Fears grow in Burundi as executions and desertions undermine army

This article is more than 7 years old

Murder of senior officers and secret defections weaken security forces that once symbolised national unity, heightening prospect of civil conflict

Assassinations of senior officers and secret defections are crippling Burundi’s army, one year into a crisis that has created hundreds of thousands of refugees and led to the revival of hate speech previously used to fuel genocidal massacres.

The military was once a symbol and defender of the country’s reconciliation, with quotas for majority Hutus and minority Tutsis that prevented it becoming the fiefdom of either group. But it is now being ripped apart by fear, suspicion and the destruction of its top ranks.

“The army is itself a battlefield between the government and opposition,” said Thierry Vircoulon, a senior consultant for the International Crisis Group. “They can perhaps carry on with targeted killings for quite some time, but this is destroying the army. There are quite a lot of defections that are unreported.”

More than a quarter of a million people have fled the central African nation, which neighbours Rwanda and shares with that country a history of ethnic bloodshed, since president Pierre Nkurunziza announced last April that he would defy the constitution and run for a third term.

Once hailed as a model for peace-building, Burundi has been sliding towards full-blown civil war, with thousands killed, tortured, abducted or jailed.

The widely feared Imbonerakure militia, officially the youth wing of the ruling party, has been blamed for much of the abuse. Activists warn that, with weakened security forces, the group’s thugs will have a freer hand.

“They are trying to dismantle the army, so it will be very difficult to secure the people, secure the country,” warned Justine Nkurunziza, a civil society activist.

The most recent attack was on Monday, when a brigadier general believed to be close to the president was killed along with his wife and bodyguard as he dropped a child off at school; the daughter also later died of her injuries.

Not only pro-government officers have been targeted; up to half a dozen senior officers from both sides have been killed in the past month.

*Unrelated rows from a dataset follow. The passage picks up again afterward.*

//! Pipeline configuration.
//! Reads the file named in VLPIM_CONFIG, else vlpim.toml in the current directory,
//! else falls back to defaults.

use serde::{Deserialize, Serialize};
use std::fmt;
use std::path::{Path, PathBuf};
use std::str::FromStr;
use tracing::debug;

use crate::alleles::default_panel;
use crate::error::{Result, VlpimError};
use crate::mode::ImmunogenicityMode;

#[cfg(test)]
mod tests;

pub const CONFIG_ENV_VAR: &str = "VLPIM_CONFIG";
pub const DEFAULT_CONFIG_FILE: &str = "vlpim.toml";

/// Full run configuration. Every field has a default so partial files load.
#[derive(Debug, Clone, PartialEq, Serialize, Deserialize)]
pub struct PipelineConfig {
    #[serde(default)]
    pub mode: ImmunogenicityMode,

    #[serde(default = "default_output_dir")]
    pub output_dir: PathBuf,

    /// Requested number of epitope cores
    #[serde(default = "default_epitopes_number")]
    pub epitopes_number: usize,

    /// Target epitope length after extension (9-15, otherwise 15)
    #[serde(default = "default_epitope_length")]
    pub epitope_length: usize,

    #[serde(default = "default_samples_per_temp")]
    pub samples_per_temp: usize,

    #[serde(default = "default_temperatures")]
    pub temperatures: Vec<f64>,

    #[serde(default = "default_panel")]
    pub hla_alleles: Vec<String>,

    /// Candidates forwarded to structure prediction
    #[serde(default = "default_max_candidates")]
    pub max_candidates: usize,

    #[serde(default = "default_rmsd_threshold")]
    pub rmsd_threshold: f64,

    #[serde(default = "default_true")]
    pub interface_analysis: bool,

    #[serde(default = "default_dg_dsasa_threshold")]
    pub dg_dsasa_threshold: f64,

    #[serde(default = "default_buns_threshold")]
    pub buns_threshold: u32,

    #[serde(default = "default_packstat_threshold")]
    pub packstat_threshold: f64,

    /// Score given to every row of a constant allele column
    #[serde(default = "default_neutral_score")]
    pub neutral_score: f64,

    #[serde(default)]
    pub score_aggregation: ScoreAggregation,
}

fn default_output_dir() -> PathBuf { PathBuf::from("results") }
fn default_epitopes_number() -> usize { 10 }
fn default_epitope_length() -> usize { 15 }
fn default_samples_per_temp() -> usize { 20 }
fn default_temperatures() -> Vec<f64> { vec![0.1, 0.3, 0.5] }
fn default_max_candidates() -> usize { 10 }
fn default_rmsd_threshold() -> f64 { 2.0 }
fn default_true() -> bool { true }
fn default_dg_dsasa_threshold() -> f64 { -0.5 }
fn default_buns_threshold() -> u32 { 5 }
fn default_packstat_threshold() -> f64 { 0.6 }
fn default_neutral_score() -> f64 { 50.0 }

impl Default for PipelineConfig {
    fn default() -> Self {
        Self {
            mode: ImmunogenicityMode::default(),
            output_dir: default_output_dir(),
            epitopes_number: default_epitopes_number(),
            epitope_length: default_epitope_length(),
            samples_per_temp: default_samples_per_temp(),
            temperatures: default_temperatures(),
            hla_alleles: default_panel(),
            max_candidates: default_max_candidates(),
            rmsd_threshold: default_rmsd_threshold(),
            interface_analysis: default_true(),
            dg_dsasa_threshold: default_dg_dsasa_threshold(),
            buns_threshold: default_buns_threshold(),
            packstat_threshold: default_packstat_threshold(),
            neutral_score: default_neutral_score(),
            score_aggregation: ScoreAggregation::default(),
        }
    }
}

// ── Stage views ──────────────────────────────────────────────────────────────

/// What the epitope selector and extender need.
#[derive(Debug, Clone, Copy, PartialEq, Eq)]
pub struct SelectionConfig {
    pub mode: ImmunogenicityMode,
    pub epitopes_number: usize,
    pub epitope_length: usize,
}

/// What the immunogenicity scorer needs.
#[derive(Debug, Clone, Copy, PartialEq)]
pub struct ScoringConfig {
    pub mode: ImmunogenicityMode,
    pub neutral_score: f64,
    pub aggregation: ScoreAggregation,
}

impl Default for ScoringConfig {
    fn default() -> Self {
        Self {
            mode: ImmunogenicityMode::default(),
            neutral_score: default_neutral_score(),
            aggregation: ScoreAggregation::default(),
        }
    }
}

/// Pass/fail limits applied to structurally evaluated candidates.
#[derive(Debug, Clone, Copy, PartialEq)]
pub struct FilterThresholds {
    pub rmsd: f64,
    pub dg_dsasa: f64,
    pub buns: f64,
    pub packstat: f64,
}

impl Default for FilterThresholds {
    fn default() -> Self {
        Self {
            rmsd: default_rmsd_threshold(),
            dg_dsasa: default_dg_dsasa_threshold(),
            buns: default_buns_threshold() as f64,
            packstat: default_packstat_threshold(),
        }
    }
}

/// How per-allele scores collapse into one overall score.
#[derive(Debug, Clone, Copy, PartialEq, Eq, Serialize, Deserialize, Default)]
#[serde(rename_all = "lowercase")]
pub enum ScoreAggregation {
    #[default]
    Mean,
    Sum,
}

impl fmt::Display for ScoreAggregation {
    fn fmt(&self, f: &mut fmt::Formatter<'_>) -> fmt::Result {
        match self {
            Self::Mean => f.write_str("mean"),
            Self::Sum => f.write_str("sum"),
        }
    }
}

impl FromStr for ScoreAggregation {
    type Err = VlpimError;

    fn from_str(s: &str) -> Result<Self> {
        match s.trim().to_ascii_lowercase().as_str() {
            "mean" => Ok(Self::Mean),
            "sum" => Ok(Self::Sum),
            other => Err(VlpimError::Config(format!(
                "unknown score aggregation '{other}', expected 'mean' or 'sum'"
            ))),
        }
    }
}

// ── Loading ──────────────────────────────────────────────────────────────────

impl PipelineConfig {
    pub fn selection(&self) -> SelectionConfig {
        SelectionConfig {
            mode: self.mode,
            epitopes_number: self.epitopes_number,
            epitope_length: self.epitope_length,
        }
    }

    pub fn scoring(&self) -> ScoringConfig {
        ScoringConfig {
            mode: self.mode,
            neutral_score: self.neutral_score,
            aggregation: self.score_aggregation,
        }
    }

    pub fn thresholds(&self) -> FilterThresholds {
        FilterThresholds {
            rmsd: self.rmsd_threshold,
            dg_dsasa: self.dg_dsasa_threshold,
            buns: self.buns_threshold as f64,
            packstat: self.packstat_threshold,
        }
    }

    pub fn from_toml(s: &str) -> Result<Self> {
        Ok(toml::from_str(s)?)
    }

    pub fn from_yaml(s: &str) -> Result<Self> {
        Ok(serde_yaml::from_str(s)?)
    }

    pub fn from_json(s: &str) -> Result<Self> {
        Ok(serde_json::from_str(s)?)
    }

    pub fn to_json(&self) -> Result<String> {
        Ok(serde_json::to_string_pretty(self)?)
    }

    /// Parse a config file, picking the format from its extension.
    pub fn from_path(path: &Path) -> Result<Self> {
        if !path.exists() {
            return Err(VlpimError::MissingInput(path.to_path_buf()));
        }
        let content = std::fs::read_to_string(path)?;
        let ext = path
            .extension()
            .and_then(|e| e.to_str())
            .map(|e| e.to_ascii_lowercase());
        match ext.as_deref() {
            Some("toml") => Self::from_toml(&content),
            Some("yaml") | Some("yml") => Self::from_yaml(&content),
            Some("json") => Self::from_json(&content),
            _ => Err(VlpimError::InvalidExtension {
                path: path.to_path_buf(),
                expected: ".toml, .yaml, .yml or .json".to_string(),
            }),
        }
    }

    /// Checks VLPIM_CONFIG first, then the current directory. A missing
    /// default file yields the built-in defaults; a missing explicit one is an error.
    pub fn load() -> Result<Self> {
        match std::env::var(CONFIG_ENV_VAR) {
            Ok(path) => Self::from_path(Path::new(&path)),
            Err(_) => {
                let path = Path::new(DEFAULT_CONFIG_FILE);
                if path.exists() {
                    Self::from_path(path)
                } else {
                    debug!("No {} found, using default configuration", DEFAULT_CONFIG_FILE);
                    Ok(Self::default())
                }
            }
        }
    }

    /// Reject values no stage can work with. Epitope length is not checked
    /// here because the extender clamps it.
    pub fn validate(&self) -> Result<()> {
        if self.epitopes_number == 0 {
            return Err(VlpimError::Config("epitopes_number must be at least 1".into()));
        }
        if self.max_candidates == 0 {
            return Err(VlpimError::Config("max_candidates must be at least 1".into()));
        }
        if self.hla_alleles.is_empty() {
            return Err(VlpimError::Config("hla_alleles must not be empty".into()));
        }
        if self.temperatures.is_empty() {
            return Err(VlpimError::Config("temperatures must not be empty".into()));
        }
        if self.samples_per_temp == 0 {
            return Err(VlpimError::Config("samples_per_temp must be at least 1".into()));
        }
        if !(self.neutral_score.is_finite() && (0.0..=100.0).contains(&self.neutral_score)) {
            return Err(VlpimError::Config(format!(
                "neutral_score must lie in [0, 100], got {}",
                self.neutral_score
            )));
        }
        Ok(())
    }
}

The army’s troubles come at a time when senior members of the government are increasingly reverting to ethnically charged propaganda, apparently trying to bolster its position by rekindling old animosities between Hutu and Tutsi.

“It’s the discourse of the past,” said Vircoulon. “It’s serious, because it shows a mindset, that the past is coming back and of course the radicalisation can only grow over time.”

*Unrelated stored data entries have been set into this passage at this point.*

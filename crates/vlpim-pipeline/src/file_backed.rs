//! Collaborators answered from pre-computed files, for running the pipeline
//! on tool output produced elsewhere.

use async_trait::async_trait;
use std::collections::{HashMap, HashSet};
use std::path::{Path, PathBuf};
use tracing::{debug, info, warn};
use vlpim_common::{BindingRecord, InterfaceMetrics, Result, StructuralMetrics, VlpimError};

use crate::collaborators::{
    BindingPredictor, CandidateSequence, GenerationRequest, InterfaceAnalyzer, SequenceGenerator,
    StructurePrediction, StructurePredictor,
};
use crate::io::{self, FastaRecord};

// ── Binding table ───────────────────────────────────────────────────────────

/// Long-format binding predictions keyed by `seq_id`.
pub struct TableBindingPredictor {
    records: Vec<BindingRecord>,
}

impl TableBindingPredictor {
    pub fn new(records: Vec<BindingRecord>) -> Self {
        Self { records }
    }

    pub async fn load(path: &Path) -> Result<Self> {
        let records = io::load_binding_records(path).await?;
        info!("Loaded {} binding records from {:?}", records.len(), path);
        Ok(Self::new(records))
    }
}

#[async_trait]
impl BindingPredictor for TableBindingPredictor {
    async fn predict(
        &self,
        candidates: &[CandidateSequence],
        alleles: &[String],
    ) -> Result<Vec<BindingRecord>> {
        let ids: HashSet<&str> = candidates.iter().map(|c| c.id.as_str()).collect();
        let panel: HashSet<&str> = alleles.iter().map(String::as_str).collect();
        let found: Vec<BindingRecord> = self
            .records
            .iter()
            .filter(|r| ids.contains(r.seq_id.as_str()))
            .filter(|r| panel.is_empty() || panel.contains(r.allele.as_str()))
            .cloned()
            .collect();
        debug!("Binding table answered {} records for {} candidates", found.len(), ids.len());
        Ok(found)
    }
}

// ── Pre-generated candidates ────────────────────────────────────────────────

/// Candidate sequences read from a FASTA file. At most
/// `samples_per_temp * temperatures` are returned, and when positions are
/// fixed, same-length candidates that alter any of them are dropped.
pub struct FastaSequenceGenerator {
    candidates: Vec<FastaRecord>,
}

impl FastaSequenceGenerator {
    pub fn new(candidates: Vec<FastaRecord>) -> Self {
        Self { candidates }
    }

    pub async fn load(path: &Path) -> Result<Self> {
        Ok(Self::new(io::load_fasta(path).await?))
    }
}

fn preserves_fixed(candidate: &str, parent: &str, fixed: &[usize]) -> bool {
    let (c, p) = (candidate.as_bytes(), parent.as_bytes());
    fixed
        .iter()
        .all(|&pos| pos == 0 || pos > p.len() || c.get(pos - 1) == p.get(pos - 1))
}

#[async_trait]
impl SequenceGenerator for FastaSequenceGenerator {
    async fn generate(&self, request: &GenerationRequest) -> Result<Vec<String>> {
        let budget = request.samples_per_temp * request.temperatures.len().max(1);
        let parent = request.parent.as_str();
        let mut dropped = 0usize;
        let sequences: Vec<String> = self
            .candidates
            .iter()
            .map(|r| r.sequence.to_ascii_uppercase())
            .filter(|seq| {
                let keep = seq.len() != parent.len()
                    || preserves_fixed(seq, parent, &request.fixed_positions);
                if !keep {
                    dropped += 1;
                }
                keep
            })
            .take(budget)
            .collect();
        if dropped > 0 {
            warn!("Dropped {} pre-generated candidates that alter fixed epitope positions", dropped);
        }
        Ok(sequences)
    }
}

// ── Structure metrics table ─────────────────────────────────────────────────

/// Per-candidate RMSD and interface metrics
/// (`sequence_id,RMSD,dG_dSASA,packstat,BUNS[,interface_sc,interface_area,structure_path]`).
pub struct TableStructureMetrics {
    rows: HashMap<String, StructuralMetrics>,
}

impl TableStructureMetrics {
    pub fn new(rows: HashMap<String, StructuralMetrics>) -> Self {
        Self { rows }
    }

    pub async fn load(path: &Path) -> Result<Self> {
        let rows = io::load_evaluated_candidates(path)
            .await?
            .into_iter()
            .map(|e| (e.candidate.sequence_id, e.metrics))
            .collect();
        Ok(Self::new(rows))
    }

    fn row(&self, id: &str, stage: &str) -> Result<&StructuralMetrics> {
        self.rows
            .get(id)
            .ok_or_else(|| VlpimError::collaborator(stage, format!("no row for {id}")))
    }
}

#[async_trait]
impl StructurePredictor for TableStructureMetrics {
    async fn predict(&self, candidate: &CandidateSequence, reference: &Path) -> Result<StructurePrediction> {
        let row = self.row(&candidate.id, "structure prediction")?;
        let structure_path = row
            .structure_path
            .clone()
            .unwrap_or_else(|| default_structure_path(reference, &candidate.id));
        Ok(StructurePrediction {
            structure_path,
            rmsd: row.rmsd,
        })
    }
}

#[async_trait]
impl InterfaceAnalyzer for TableStructureMetrics {
    async fn analyze(&self, candidate_id: &str, _structure: &Path) -> Result<InterfaceMetrics> {
        self.row(candidate_id, "interface analysis")?
            .interface()
            .ok_or_else(|| {
                VlpimError::collaborator(
                    "interface analysis",
                    format!("incomplete interface metrics for {candidate_id}"),
                )
            })
    }
}

/// Model path assumed for a row without `structure_path`: next to the reference.
pub fn default_structure_path(reference: &Path, candidate_id: &str) -> PathBuf {
    reference
        .parent()
        .unwrap_or_else(|| Path::new("."))
        .join(format!("{candidate_id}.pdb"))
}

Burundi has endured years of civil war and several genocidal massacres since claiming independence in 1962. Its power-sharing constitution, agreed as part of the peace deal that first brought Nkurunziza to power, was making real progress towards healing those old wounds, and banishing the spectre of another genocide.

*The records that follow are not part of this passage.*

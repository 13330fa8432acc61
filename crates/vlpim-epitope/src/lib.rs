//! Epitope identification: binder classification, per-core aggregation,
//! mode-dependent selection and in-place extension to a target length.

pub mod aggregate;
pub mod analysis;
pub mod classify;
pub mod design;
pub mod extend;
pub mod select;

pub use aggregate::aggregate_cores;
pub use analysis::{select_epitopes, EpitopeSelection};
pub use classify::{classify_rank, BindingClass, RankSource, STRONG_BINDER_MAX_RANK, WEAK_BINDER_MAX_RANK};
pub use design::fixed_positions;
pub use extend::{effective_target_length, extend_record, extend_region, ExtendedRegion};
pub use select::{effective_epitope_count, select_cores, select_records, SelectedRecord};
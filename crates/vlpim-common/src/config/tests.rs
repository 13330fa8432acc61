use super::*;
use std::io::Write;

#[test]
fn test_defaults_match_documented_values() {
    let config = PipelineConfig::default();
    assert_eq!(config.mode, ImmunogenicityMode::Reduce);
    assert_eq!(config.epitopes_number, 10);
    assert_eq!(config.epitope_length, 15);
    assert_eq!(config.samples_per_temp, 20);
    assert_eq!(config.temperatures, vec![0.1, 0.3, 0.5]);
    assert_eq!(config.hla_alleles.len(), 8);
    assert_eq!(config.max_candidates, 10);
    assert!((config.rmsd_threshold - 2.0).abs() < 1e-9);
    assert!((config.neutral_score - 50.0).abs() < 1e-9);
    assert_eq!(config.score_aggregation, ScoreAggregation::Mean);
    assert!(config.validate().is_ok());
}

#[test]
fn test_partial_toml_fills_defaults() {
    let config = PipelineConfig::from_toml(
        r#"
        mode = "enhance"
        epitopes_number = 4
        score_aggregation = "sum"
        "#,
    )
    .unwrap();
    assert_eq!(config.mode, ImmunogenicityMode::Enhance);
    assert_eq!(config.epitopes_number, 4);
    assert_eq!(config.score_aggregation, ScoreAggregation::Sum);
    assert_eq!(config.max_candidates, default_max_candidates());
}

#[test]
fn test_yaml_and_json_loaders() {
    let yaml = PipelineConfig::from_yaml("mode: enhance\nmax_candidates: 3\n").unwrap();
    assert_eq!(yaml.max_candidates, 3);

    let json = PipelineConfig::default().to_json().unwrap();
    let back = PipelineConfig::from_json(&json).unwrap();
    assert_eq!(back, PipelineConfig::default());
}

#[test]
fn test_from_path_dispatches_on_extension() {
    let dir = tempfile::tempdir().unwrap();
    let path = dir.path().join("run.yml");
    let mut file = std::fs::File::create(&path).unwrap();
    writeln!(file, "epitope_length: 12").unwrap();
    let config = PipelineConfig::from_path(&path).unwrap();
    assert_eq!(config.epitope_length, 12);

    let bad = dir.path().join("run.ini");
    std::fs::write(&bad, "x").unwrap();
    assert!(matches!(
        PipelineConfig::from_path(&bad),
        Err(VlpimError::InvalidExtension { .. })
    ));

    assert!(matches!(
        PipelineConfig::from_path(&dir.path().join("absent.toml")),
        Err(VlpimError::MissingInput(_))
    ));
}

#[test]
fn test_validate_rejects_unusable_values() {
    let mut config = PipelineConfig::default();
    config.epitopes_number = 0;
    assert!(config.validate().is_err());

    let mut config = PipelineConfig::default();
    config.hla_alleles.clear();
    assert!(config.validate().is_err());

    let mut config = PipelineConfig::default();
    config.neutral_score = 120.0;
    assert!(config.validate().is_err());

    // Out-of-range lengths are clamped downstream, not rejected.
    let mut config = PipelineConfig::default();
    config.epitope_length = 30;
    assert!(config.validate().is_ok());
}

#[test]
fn test_stage_views() {
    let mut config = PipelineConfig::default();
    config.mode = ImmunogenicityMode::Enhance;
    config.buns_threshold = 7;
    assert_eq!(config.selection().mode, ImmunogenicityMode::Enhance);
    assert_eq!(config.scoring().neutral_score, 50.0);
    assert_eq!(config.thresholds().buns, 7.0);
}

But his decision to run for a third term was followed by a failed coup attempt and, as the rebellion across the country grew, the president and his inner circle appear to have calculated that appealing to ethnic fears and allegiances could be key to retaining power.

“As they have no real arguments, they have started with another tactic, to show that he is a leader who draws power from the Hutus and protects the Hutus,” said Geneviève Kanyange, a former member of the ruling party who opposed Nkurunziza’s third term and fled into exile.

“There is resistance to these divisive ideas among both the Hutu and the Tutsi in the population. But in the long term, if things continue this way, I don’t know. Maybe you will have a situation where extremists attack each other.”

The escalation of violence and vicious propaganda comes at a time of increasing international focus on Burundi. The prosecutor of the international criminal court this week opened a preliminary investigation of atrocities in the country over the past year, and the UN is weighing up dispatching a new police mission.

Amnesty International earlier this year said satellite pictures from Burundi backed accounts of mass graves, and Human Rights Watch warned of “increased brutality … [and] new levels of lawlessness”.

The crisis is so serious that the African Union earlier this year considered sending in peacekeeping troops without government consent. The plan was ultimately dropped, but the EU has halted aid payments and European governments have joined the US in imposing sanctions on senior leaders.

Activists say the government has changed tack in a bid to mute criticism from abroad, but has not abandoned the use of brutal force.

“They are changing the modus operandi all the time. They are no longer leaving bodies in the street, or digging mass graves. Now they have two, three – maximum five bodies buried at once,” said Vital Nshimirimana, a leading civil society activist. “They are easier to dig, and you can have [graves] in many places at once, so it is not as obvious.”